The corporate veil is drawn from the Salomon principle which separates the
rights and duties of the company from the rights and duties of the
shareholders and directors. Essentially, the corporate veil is a metaphoric
veil with the company on one side of it and its directors and shareholders on
the other and liability does not pass through.
The corporate veil does not provide protection to its shareholders and
directors for their personal conduct or allow companies to be used for sham
transactions. Accordingly, the courts may lift or pierce the corporate veil.
The corporate veil and Salomon principle were applied in Lee v Lee's Air
Farming Ltd. The Court ruled that although Lee was the controlling
shareholder, sole director and chief pilot of Lee's Air Farming Ltd, he was
also considered an employee of the company and thus the company was a separate
legal entity, even though Lee's Air Farming Ltd was essentially a 'one-man
entity'. This ruling created the opportunity for the corporate veil to be
misused and has since been regulated against by imposing reckless trading
provisions.
Lifting the
corporate veil
The corporate veil can be lifted by the courts if its presence would create a
substantial injustice. This is the process used to look behind the corporate
façade and identify the true nature of a transaction.
The corporate veil may be lifted in a number of circumstances, for example
where a subsidiary company is in liquidation in the context of a group of
companies as illustrated in Steel & Tube Holdings Ltd v Lewis Holdings Ltd.

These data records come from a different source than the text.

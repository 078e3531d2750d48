//! Fixed instruction template sent with every generation request.

const SYSTEM_PROMPT: &str = "You are a professional blog writer. You write engaging, \
informative and well-structured posts in clear, concise language for a general audience.";

/// System and user messages for one topic.
#[derive(Debug, Clone, PartialEq, Eq)]
pub struct Prompt {
    system: &'static str,
    user: String,
}

impl Prompt {
    /// Embed `topic` verbatim into the blog-writing instruction.
    pub fn for_topic(topic: &str) -> Self {
        let user = format!(
            "Write a blog post of roughly 400-500 words about: {topic}\n\
             Structure it as:\n\
             1. An introduction that draws the reader in\n\
             2. A body of clearly separated paragraphs\n\
             3. A conclusion that sums up the key points\n\
             Separate paragraphs with a blank line and do not use markdown headings."
        );

        Self {
            system: SYSTEM_PROMPT,
            user,
        }
    }

    pub fn system(&self) -> &str {
        self.system
    }

    pub fn user(&self) -> &str {
        &self.user
    }
}
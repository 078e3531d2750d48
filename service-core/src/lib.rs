//! service-core: shared infrastructure for the blog generator services.
pub mod config;
pub mod error;
pub mod middleware;
pub mod observability;

pub use axum;
pub use tracing;
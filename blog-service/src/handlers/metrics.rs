use axum::response::IntoResponse;

pub async fn metrics() -> impl IntoResponse {
    service_core::observability::get_metrics()
}
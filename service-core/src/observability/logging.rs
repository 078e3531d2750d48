use opentelemetry::KeyValue;
use opentelemetry_otlp::WithExportConfig;
use opentelemetry_sdk::{runtime, trace as sdktrace, Resource};
use tracing_subscriber::{layer::SubscriberExt, util::SubscriberInitExt};

/// Install the global subscriber: env filter, JSON formatting and, when an
/// endpoint is given, an OTLP span exporter.
pub fn init_tracing(service_name: &str, log_level: &str, otlp_endpoint: Option<&str>) {
    let env_filter = tracing_subscriber::EnvFilter::try_from_default_env()
        .unwrap_or_else(|_| tracing_subscriber::EnvFilter::new(log_level));

    let telemetry = otlp_endpoint.and_then(|endpoint| {
        let otlp_exporter = opentelemetry_otlp::new_exporter()
            .tonic()
            .with_endpoint(endpoint);

        match opentelemetry_otlp::new_pipeline()
            .tracing()
            .with_exporter(otlp_exporter)
            .with_trace_config(sdktrace::config().with_resource(Resource::new(vec![
                KeyValue::new("service.name", service_name.to_string()),
            ])))
            .install_batch(runtime::Tokio)
        {
            Ok(tracer) => Some(tracing_opentelemetry::layer().with_tracer(tracer)),
            Err(e) => {
                // Local logging still works without a collector.
                eprintln!(
                    "Failed to initialize OTLP tracer for service '{}' at endpoint '{}': {}",
                    service_name, endpoint, e
                );
                None
            }
        }
    });

    tracing_subscriber::registry()
        .with(env_filter)
        .with(telemetry)
        .with(
            tracing_subscriber::fmt::layer()
                .with_file(true)
                .with_line_number(true)
                .json()
                .flatten_event(true),
        )
        .init();
}
//! OpenAI adapter tests against a local wiremock server.

use blog_service::config::OpenAiConfig;
use blog_service::services::generation::{GenerationClient, GenerationError, MAX_TOKENS, MODEL};
use blog_service::services::{OpenAiClient, Prompt};
use serde_json::json;
use std::time::Duration;
use wiremock::matchers::{body_partial_json, header, method, path};
use wiremock::{Mock, MockServer, ResponseTemplate};

fn client_for(server: &MockServer) -> OpenAiClient {
    let config = OpenAiConfig::new("test-key").with_base_url(format!("{}/v1", server.uri()));
    OpenAiClient::new(config).expect("Failed to build client")
}

fn completion(content: &str) -> serde_json::Value {
    json!({
        "id": "chatcmpl-123",
        "object": "chat.completion",
        "choices": [{
            "index": 0,
            "message": { "role": "assistant", "content": content },
            "finish_reason": "stop"
        }],
        "usage": { "prompt_tokens": 60, "completion_tokens": 420, "total_tokens": 480 }
    })
}

async fn mount_status(server: &MockServer, status: u16, body: serde_json::Value) {
    Mock::given(method("POST"))
        .and(path("/v1/chat/completions"))
        .respond_with(ResponseTemplate::new(status).set_body_json(body))
        .expect(1)
        .mount(server)
        .await;
}

#[tokio::test]
async fn returns_generated_text_from_single_call() {
    let server = MockServer::start().await;
    Mock::given(method("POST"))
        .and(path("/v1/chat/completions"))
        .and(header("authorization", "Bearer test-key"))
        .and(body_partial_json(json!({
            "model": MODEL,
            "max_tokens": MAX_TOKENS,
        })))
        .respond_with(ResponseTemplate::new(200).set_body_json(completion(
            "  AI will transform...\n\nEverything.  ",
        )))
        .expect(1)
        .mount(&server)
        .await;

    let post = client_for(&server)
        .generate(&Prompt::for_topic("The Future of AI"))
        .await
        .expect("generation should succeed");

    assert_eq!(post.text(), "AI will transform...\n\nEverything.");
    assert_eq!(post.word_count(), 4);
}

#[tokio::test]
async fn prompt_messages_are_sent() {
    let server = MockServer::start().await;
    Mock::given(method("POST"))
        .and(path("/v1/chat/completions"))
        .and(body_partial_json(json!({
            "messages": [
                { "role": "system" },
                { "role": "user" }
            ]
        })))
        .respond_with(ResponseTemplate::new(200).set_body_json(completion("ok")))
        .expect(1)
        .mount(&server)
        .await;

    client_for(&server)
        .generate(&Prompt::for_topic("Rust"))
        .await
        .unwrap();

    let requests = server.received_requests().await.unwrap();
    let body: serde_json::Value = serde_json::from_slice(&requests[0].body).unwrap();
    assert!(body["messages"][1]["content"]
        .as_str()
        .unwrap()
        .contains("about: Rust"));
}

#[tokio::test]
async fn unauthorized_maps_to_authentication_error() {
    let server = MockServer::start().await;
    mount_status(
        &server,
        401,
        json!({ "error": { "message": "Incorrect API key provided", "type": "invalid_request_error" } }),
    )
    .await;

    let err = client_for(&server)
        .generate(&Prompt::for_topic("x"))
        .await
        .unwrap_err();

    assert!(matches!(err, GenerationError::Authentication(_)), "{:?}", err);
}

#[tokio::test]
async fn forbidden_maps_to_authentication_error() {
    let server = MockServer::start().await;
    mount_status(&server, 403, json!({ "error": { "message": "forbidden" } })).await;

    let err = client_for(&server)
        .generate(&Prompt::for_topic("x"))
        .await
        .unwrap_err();

    assert_eq!(err.kind(), "authentication");
}

#[tokio::test]
async fn too_many_requests_maps_to_rate_limit_without_retry() {
    let server = MockServer::start().await;
    // expect(1) also proves there is no retry.
    mount_status(&server, 429, json!({ "error": { "message": "Rate limit reached" } })).await;

    let err = client_for(&server)
        .generate(&Prompt::for_topic("x"))
        .await
        .unwrap_err();

    assert!(matches!(err, GenerationError::RateLimit(_)), "{:?}", err);
}

#[tokio::test]
async fn server_error_maps_to_unknown() {
    let server = MockServer::start().await;
    mount_status(&server, 500, json!({ "error": { "message": "boom" } })).await;

    let err = client_for(&server)
        .generate(&Prompt::for_topic("x"))
        .await
        .unwrap_err();

    assert!(matches!(err, GenerationError::Unknown(_)), "{:?}", err);
}

#[tokio::test]
async fn empty_choices_map_to_unknown() {
    let server = MockServer::start().await;
    mount_status(&server, 200, json!({ "choices": [] })).await;

    let err = client_for(&server)
        .generate(&Prompt::for_topic("x"))
        .await
        .unwrap_err();

    assert_eq!(err.kind(), "unknown");
}

#[tokio::test]
async fn blank_content_maps_to_unknown() {
    let server = MockServer::start().await;
    mount_status(&server, 200, completion("   \n ")).await;

    let err = client_for(&server)
        .generate(&Prompt::for_topic("x"))
        .await
        .unwrap_err();

    assert_eq!(err.kind(), "unknown");
}

#[tokio::test]
async fn malformed_json_maps_to_unknown() {
    let server = MockServer::start().await;
    Mock::given(method("POST"))
        .and(path("/v1/chat/completions"))
        .respond_with(ResponseTemplate::new(200).set_body_string("not json"))
        .mount(&server)
        .await;

    let err = client_for(&server)
        .generate(&Prompt::for_topic("x"))
        .await
        .unwrap_err();

    assert_eq!(err.kind(), "unknown");
}

#[tokio::test]
async fn connection_refused_maps_to_transport() {
    // Grab a free port, then release it so nothing is listening.
    let listener = std::net::TcpListener::bind("127.0.0.1:0").unwrap();
    let port = listener.local_addr().unwrap().port();
    drop(listener);

    let config = OpenAiConfig::new("test-key").with_base_url(format!("http://127.0.0.1:{}/v1", port));
    let err = OpenAiClient::new(config)
        .unwrap()
        .generate(&Prompt::for_topic("x"))
        .await
        .unwrap_err();

    assert!(matches!(err, GenerationError::Transport(_)), "{:?}", err);
}

#[tokio::test]
async fn slow_upstream_times_out_as_transport() {
    let server = MockServer::start().await;
    Mock::given(method("POST"))
        .and(path("/v1/chat/completions"))
        .respond_with(
            ResponseTemplate::new(200)
                .set_body_json(completion("late"))
                .set_delay(Duration::from_secs(2)),
        )
        .mount(&server)
        .await;

    let mut config = OpenAiConfig::new("test-key").with_base_url(format!("{}/v1", server.uri()));
    config.request_timeout = Duration::from_millis(200);

    let err = OpenAiClient::new(config)
        .unwrap()
        .generate(&Prompt::for_topic("x"))
        .await
        .unwrap_err();

    assert_eq!(err.kind(), "transport");
}
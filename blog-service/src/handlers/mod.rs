pub mod blog;
pub mod health;
pub mod metrics;

use axum::http::Uri;
use service_core::error::AppError;

pub async fn not_found(uri: Uri) -> AppError {
    AppError::NotFound(anyhow::anyhow!("No route for {}", uri.path()))
}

The subsidiary company was placed into liquidation and the plaintiff sought
the debt owed by the subsidiary from the group of companies rather than the
subsidiary as a separate entity. The Court of Appeal agreed with this approach
as the subsidiary was not run as a separate legal entity. Some of the factors
the Court considered were that the directors of the subsidiary managed the
subsidiary as officers of the parent company and did not hold separate board
meetings for the subsidiary. Technically, the subsidiary was a separate legal
entity but it was not managed as a separate entity. Accordingly, the Court
lifted the corporate veil to pool the assets of the related companies. The
courts may not always apply this approach to groups of companies but this case
identifies the importance of ensuring each entity within a group of companies
is managed as a separate legal entity.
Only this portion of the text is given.